### The data
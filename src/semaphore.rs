//! A latency-optimized, cache-affine semaphore.
//!
//! Preferentially wakes threads that are already spinning in user space over
//! threads parked on the kernel-level wait, trading strict FIFO fairness for
//! fewer OS transitions and better cache locality. All non-kernel state lives
//! in a single `AtomicU64`; every transition goes through a pure `State`
//! value and a single CAS loop, the same discipline `lightproc::state`
//! applies to its packed proc state (there it's a 32-bit flag set plus a
//! 32-bit refcount; here it's four 16-bit saturating counters).
//!
//! This was the wakeup primitive behind an earlier queue design. It's wired
//! in as the blocking half of [`crate::channel::WorkChannel`] rather than
//! left unused.

use crossbeam_utils::CachePadded;
use std::sync::atomic::{AtomicU64, Ordering};
use std::sync::{Condvar, Mutex};
use std::time::{Duration, Instant};

const MAX_COUNT: u64 = 0x7FFF;

#[derive(Clone, Copy, PartialEq, Eq)]
struct State(u64);

impl State {
    const SPINNERS_SHIFT: u32 = 0;
    const COUNT_FOR_SPINNERS_SHIFT: u32 = 16;
    const WAITERS_SHIFT: u32 = 32;
    const COUNT_FOR_WAITERS_SHIFT: u32 = 48;

    const fn new() -> Self {
        State(0)
    }

    fn lane(self, shift: u32) -> u64 {
        (self.0 >> shift) & 0xFFFF
    }

    fn with_lane(self, shift: u32, value: u64) -> Self {
        debug_assert!(value <= 0xFFFF);
        let mask = 0xFFFFu64 << shift;
        State((self.0 & !mask) | (value << shift))
    }

    fn spinners(self) -> u64 {
        self.lane(Self::SPINNERS_SHIFT)
    }
    fn count_for_spinners(self) -> u64 {
        self.lane(Self::COUNT_FOR_SPINNERS_SHIFT)
    }
    fn waiters(self) -> u64 {
        self.lane(Self::WAITERS_SHIFT)
    }
    fn count_for_waiters(self) -> u64 {
        self.lane(Self::COUNT_FOR_WAITERS_SHIFT)
    }

    fn with_spinners(self, v: u64) -> Self {
        self.with_lane(Self::SPINNERS_SHIFT, v)
    }
    fn with_count_for_spinners(self, v: u64) -> Self {
        self.with_lane(Self::COUNT_FOR_SPINNERS_SHIFT, v)
    }
    fn with_waiters(self, v: u64) -> Self {
        self.with_lane(Self::WAITERS_SHIFT, v)
    }
    fn with_count_for_waiters(self, v: u64) -> Self {
        self.with_lane(Self::COUNT_FOR_WAITERS_SHIFT, v)
    }

    #[cfg(debug_assertions)]
    fn check_invariants(self) {
        debug_assert!(self.spinners() <= MAX_COUNT);
        debug_assert!(self.count_for_spinners() <= MAX_COUNT);
        debug_assert!(self.waiters() <= MAX_COUNT);
        debug_assert!(self.count_for_waiters() <= MAX_COUNT);
        debug_assert!(self.count_for_spinners() + self.count_for_waiters() <= MAX_COUNT);
    }

    #[cfg(not(debug_assertions))]
    fn check_invariants(self) {}
}

#[repr(transparent)]
struct AtomicState(AtomicU64);

impl AtomicState {
    fn new(state: State) -> Self {
        AtomicState(AtomicU64::new(state.0))
    }

    fn load(&self, order: Ordering) -> State {
        State(self.0.load(order))
    }

    fn compare_exchange_weak(
        &self,
        current: State,
        new: State,
        success: Ordering,
        failure: Ordering,
    ) -> Result<State, State> {
        new.check_invariants();
        self.0
            .compare_exchange_weak(current.0, new.0, success, failure)
            .map(State)
            .map_err(State)
    }
}

/// The "kernel" half of the bifurcation. `std` has no raw counting
/// semaphore, so parked waiters block on a condvar instead of trapping into
/// the OS directly -- the same shape `tokio`'s blocking pool uses for its
/// `Shared` wait (see `other_examples/*tokio*blocking-pool.rs`).
struct Kernel {
    mutex: Mutex<u64>,
    condvar: Condvar,
}

impl Kernel {
    fn new() -> Self {
        Kernel {
            mutex: Mutex::new(0),
            condvar: Condvar::new(),
        }
    }

    fn release(&self, n: u64) {
        if n == 0 {
            return;
        }
        let mut permits = self.mutex.lock().unwrap();
        *permits += n;
        if n == 1 {
            self.condvar.notify_one();
        } else {
            self.condvar.notify_all();
        }
    }

    /// Blocks until a permit becomes available or `timeout` elapses.
    fn wait(&self, timeout: Option<Duration>) -> bool {
        let mut permits = self.mutex.lock().unwrap();
        let deadline = timeout.map(|t| Instant::now() + t);
        loop {
            if *permits > 0 {
                *permits -= 1;
                return true;
            }
            match deadline {
                None => permits = self.condvar.wait(permits).unwrap(),
                Some(deadline) => {
                    let now = Instant::now();
                    if now >= deadline {
                        return false;
                    }
                    let (guard, result) =
                        self.condvar.wait_timeout(permits, deadline - now).unwrap();
                    permits = guard;
                    if result.timed_out() && *permits == 0 {
                        return false;
                    }
                }
            }
        }
    }
}

/// An unfair, latency-optimized counting semaphore.
///
/// "Unfair" because permits released while a thread is still spinning are
/// handed to that spinner even if another thread has been parked on the
/// kernel wait for longer -- the point is to avoid the kernel round-trip
/// whenever possible, not to guarantee ordering.
pub struct UnfairSemaphore {
    state: CachePadded<AtomicState>,
    kernel: CachePadded<Kernel>,
    cpu_count: u64,
}

/// Base spin budget before a spinner demotes itself to a kernel waiter,
/// divided by the number of spinners per core.
const SPIN_BUDGET_BASE: u64 = 50;

impl UnfairSemaphore {
    pub fn new() -> Self {
        Self::with_cpu_count(num_cpus::get().max(1) as u64)
    }

    fn with_cpu_count(cpu_count: u64) -> Self {
        UnfairSemaphore {
            state: CachePadded::new(AtomicState::new(State::new())),
            kernel: CachePadded::new(Kernel::new()),
            cpu_count,
        }
    }

    /// Acquire a single permit, blocking (optionally bounded by `timeout`)
    /// until one is available.
    ///
    /// Returns `false` only if `timeout` elapsed first.
    pub fn acquire(&self, timeout: Option<Duration>) -> bool {
        // Step 1: fast path -- a permit is already reserved for spinners.
        let mut current = self.state.load(Ordering::Acquire);
        loop {
            if current.count_for_spinners() == 0 {
                break;
            }
            let new = current.with_count_for_spinners(current.count_for_spinners() - 1);
            match self.state.compare_exchange_weak(
                current,
                new,
                Ordering::Acquire,
                Ordering::Acquire,
            ) {
                Ok(_) => return true,
                Err(observed) => current = observed,
            }
        }

        // Register as a spinner.
        loop {
            let new = current.with_spinners(current.spinners() + 1);
            match self.state.compare_exchange_weak(
                current,
                new,
                Ordering::AcqRel,
                Ordering::Acquire,
            ) {
                Ok(_) => break,
                Err(observed) => current = observed,
            }
        }

        // Step 2: spin loop.
        let mut spins: u64 = 0;
        loop {
            current = self.state.load(Ordering::Acquire);
            if current.count_for_spinners() > 0 {
                let new = current
                    .with_count_for_spinners(current.count_for_spinners() - 1)
                    .with_spinners(current.spinners().saturating_sub(1));
                match self.state.compare_exchange_weak(
                    current,
                    new,
                    Ordering::AcqRel,
                    Ordering::Acquire,
                ) {
                    Ok(_) => return true,
                    Err(_) => continue,
                }
            }

            let spinners = current.spinners().max(1);
            let budget = (SPIN_BUDGET_BASE * self.cpu_count).div_ceil(spinners);
            if spins >= budget {
                // Demote to waiter.
                let new = current
                    .with_spinners(current.spinners().saturating_sub(1))
                    .with_waiters(current.waiters() + 1);
                match self.state.compare_exchange_weak(
                    current,
                    new,
                    Ordering::AcqRel,
                    Ordering::Acquire,
                ) {
                    Ok(_) => break,
                    Err(_) => continue,
                }
            }

            spins += 1;
            // A zero-duration sleep, not `thread::yield_now()`: the latter
            // isn't guaranteed to migrate the thread across cores on every
            // platform, which defeats the point of spinning for cache
            // locality in the first place.
            std::thread::sleep(Duration::from_nanos(0));
        }

        // Step 3: block on the kernel wait.
        let woke = self.kernel.wait(timeout);
        loop {
            current = self.state.load(Ordering::Acquire);
            let mut new = current.with_waiters(current.waiters().saturating_sub(1));
            if woke {
                new = new.with_count_for_waiters(new.count_for_waiters().saturating_sub(1));
            }
            match self.state.compare_exchange_weak(
                current,
                new,
                Ordering::AcqRel,
                Ordering::Acquire,
            ) {
                Ok(_) => break,
                Err(_) => continue,
            }
        }
        woke
    }

    /// Release `n` permits, preferring spinners, then parked waiters, and
    /// banking any leftover as future spinner credit.
    pub fn release(&self, n: u64) {
        if n == 0 {
            return;
        }
        let mut current = self.state.load(Ordering::Acquire);
        let waiters_to_release;
        loop {
            let mut remaining = n;

            let unreserved_spinners = current
                .spinners()
                .saturating_sub(current.count_for_spinners());
            let to_spinners = unreserved_spinners.min(remaining);
            remaining -= to_spinners;

            let unreserved_waiters = current
                .waiters()
                .saturating_sub(current.count_for_waiters());
            let to_waiters = unreserved_waiters.min(remaining);
            remaining -= to_waiters;

            let to_spinner_credit = remaining;

            let new = current
                .with_count_for_spinners(
                    (current.count_for_spinners() + to_spinners + to_spinner_credit).min(MAX_COUNT),
                )
                .with_count_for_waiters((current.count_for_waiters() + to_waiters).min(MAX_COUNT));

            match self.state.compare_exchange_weak(
                current,
                new,
                Ordering::AcqRel,
                Ordering::Acquire,
            ) {
                Ok(_) => {
                    waiters_to_release = to_waiters;
                    break;
                }
                Err(observed) => current = observed,
            }
        }
        self.kernel.release(waiters_to_release);
    }
}

impl Default for UnfairSemaphore {
    fn default() -> Self {
        Self::new()
    }
}

impl std::fmt::Debug for UnfairSemaphore {
    fn fmt(&self, f: &mut std::fmt::Formatter<'_>) -> std::fmt::Result {
        let state = self.state.load(Ordering::Relaxed);
        f.debug_struct("UnfairSemaphore")
            .field("spinners", &state.spinners())
            .field("count_for_spinners", &state.count_for_spinners())
            .field("waiters", &state.waiters())
            .field("count_for_waiters", &state.count_for_waiters())
            .finish()
    }
}

#[cfg(test)]
mod tests {
    use super::*;
    use std::sync::atomic::AtomicUsize;
    use std::sync::Arc;
    use std::thread;

    #[test]
    fn release_then_acquire_same_thread() {
        let sem = UnfairSemaphore::new();
        sem.release(1);
        assert!(sem.acquire(Some(Duration::from_secs(1))));
    }

    #[test]
    fn acquire_times_out_with_no_permits() {
        let sem = UnfairSemaphore::new();
        assert!(!sem.acquire(Some(Duration::from_millis(20))));
    }

    #[test]
    fn eight_acquirers_eight_releases() {
        // S7: 8 acquirers, release 8 permits across 8 calls to release(1).
        let sem = Arc::new(UnfairSemaphore::new());
        let completed = Arc::new(AtomicUsize::new(0));

        let handles: Vec<_> = (0..8)
            .map(|_| {
                let sem = sem.clone();
                let completed = completed.clone();
                thread::spawn(move || {
                    assert!(sem.acquire(Some(Duration::from_secs(5))));
                    completed.fetch_add(1, std::sync::atomic::Ordering::SeqCst);
                })
            })
            .collect();

        // Give the acquirers a moment to start spinning/waiting before we
        // start releasing, to exercise both the spinner and waiter paths.
        thread::sleep(Duration::from_millis(5));
        for _ in 0..8 {
            sem.release(1);
        }

        for h in handles {
            h.join().unwrap();
        }
        assert_eq!(completed.load(std::sync::atomic::Ordering::SeqCst), 8);
    }

    #[test]
    fn no_permit_lost_under_contention() {
        let sem = Arc::new(UnfairSemaphore::new());
        const N: usize = 200;
        let completed = Arc::new(AtomicUsize::new(0));

        let releasers: Vec<_> = (0..N)
            .map(|_| {
                let sem = sem.clone();
                thread::spawn(move || sem.release(1))
            })
            .collect();

        let acquirers: Vec<_> = (0..N)
            .map(|_| {
                let sem = sem.clone();
                let completed = completed.clone();
                thread::spawn(move || {
                    assert!(sem.acquire(Some(Duration::from_secs(10))));
                    completed.fetch_add(1, std::sync::atomic::Ordering::SeqCst);
                })
            })
            .collect();

        for h in releasers {
            h.join().unwrap();
        }
        for h in acquirers {
            h.join().unwrap();
        }
        assert_eq!(completed.load(std::sync::atomic::Ordering::SeqCst), N);
    }
}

### Task objective
Beginning at the line with "const SPINNERS_SHIFT: u32 = 0;" and ending at the line with "-> Result<State, State>", reproduce each line of the data above exactly, and add no other lines.

### Result of the exercise
    const SPINNERS_SHIFT: u32 = 0;
    const COUNT_FOR_SPINNERS_SHIFT: u32 = 16;
    const WAITERS_SHIFT: u32 = 32;
    const COUNT_FOR_WAITERS_SHIFT: u32 = 48;

    const fn new() -> Self {
        State(0)
    }

    fn lane(self, shift: u32) -> u64 {
        (self.0 >> shift) & 0xFFFF
    }

    fn with_lane(self, shift: u32, value: u64) -> Self {
        debug_assert!(value <= 0xFFFF);
        let mask = 0xFFFFu64 << shift;
        State((self.0 & !mask) | (value << shift))
    }

    fn spinners(self) -> u64 {
        self.lane(Self::SPINNERS_SHIFT)
    }
    fn count_for_spinners(self) -> u64 {
        self.lane(Self::COUNT_FOR_SPINNERS_SHIFT)
    }
    fn waiters(self) -> u64 {
        self.lane(Self::WAITERS_SHIFT)
    }
    fn count_for_waiters(self) -> u64 {
        self.lane(Self::COUNT_FOR_WAITERS_SHIFT)
    }

    fn with_spinners(self, v: u64) -> Self {
        self.with_lane(Self::SPINNERS_SHIFT, v)
    }
    fn with_count_for_spinners(self, v: u64) -> Self {
        self.with_lane(Self::COUNT_FOR_SPINNERS_SHIFT, v)
    }
    fn with_waiters(self, v: u64) -> Self {
        self.with_lane(Self::WAITERS_SHIFT, v)
    }
    fn with_count_for_waiters(self, v: u64) -> Self {
        self.with_lane(Self::COUNT_FOR_WAITERS_SHIFT, v)
    }

    #[cfg(debug_assertions)]
    fn check_invariants(self) {
        debug_assert!(self.spinners() <= MAX_COUNT);
        debug_assert!(self.count_for_spinners() <= MAX_COUNT);
        debug_assert!(self.waiters() <= MAX_COUNT);
        debug_assert!(self.count_for_waiters() <= MAX_COUNT);
        debug_assert!(self.count_for_spinners() + self.count_for_waiters() <= MAX_COUNT);
    }

    #[cfg(not(debug_assertions))]
    fn check_invariants(self) {}
}

#[repr(transparent)]
struct AtomicState(AtomicU64);

impl AtomicState {
    fn new(state: State) -> Self {
        AtomicState(AtomicU64::new(state.0))
    }

    fn load(&self, order: Ordering) -> State {
        State(self.0.load(order))
    }

    fn compare_exchange_weak(
        &self,
        current: State,
        new: State,
        success: Ordering,
        failure: Ordering,
    ) -> Result<State, State> {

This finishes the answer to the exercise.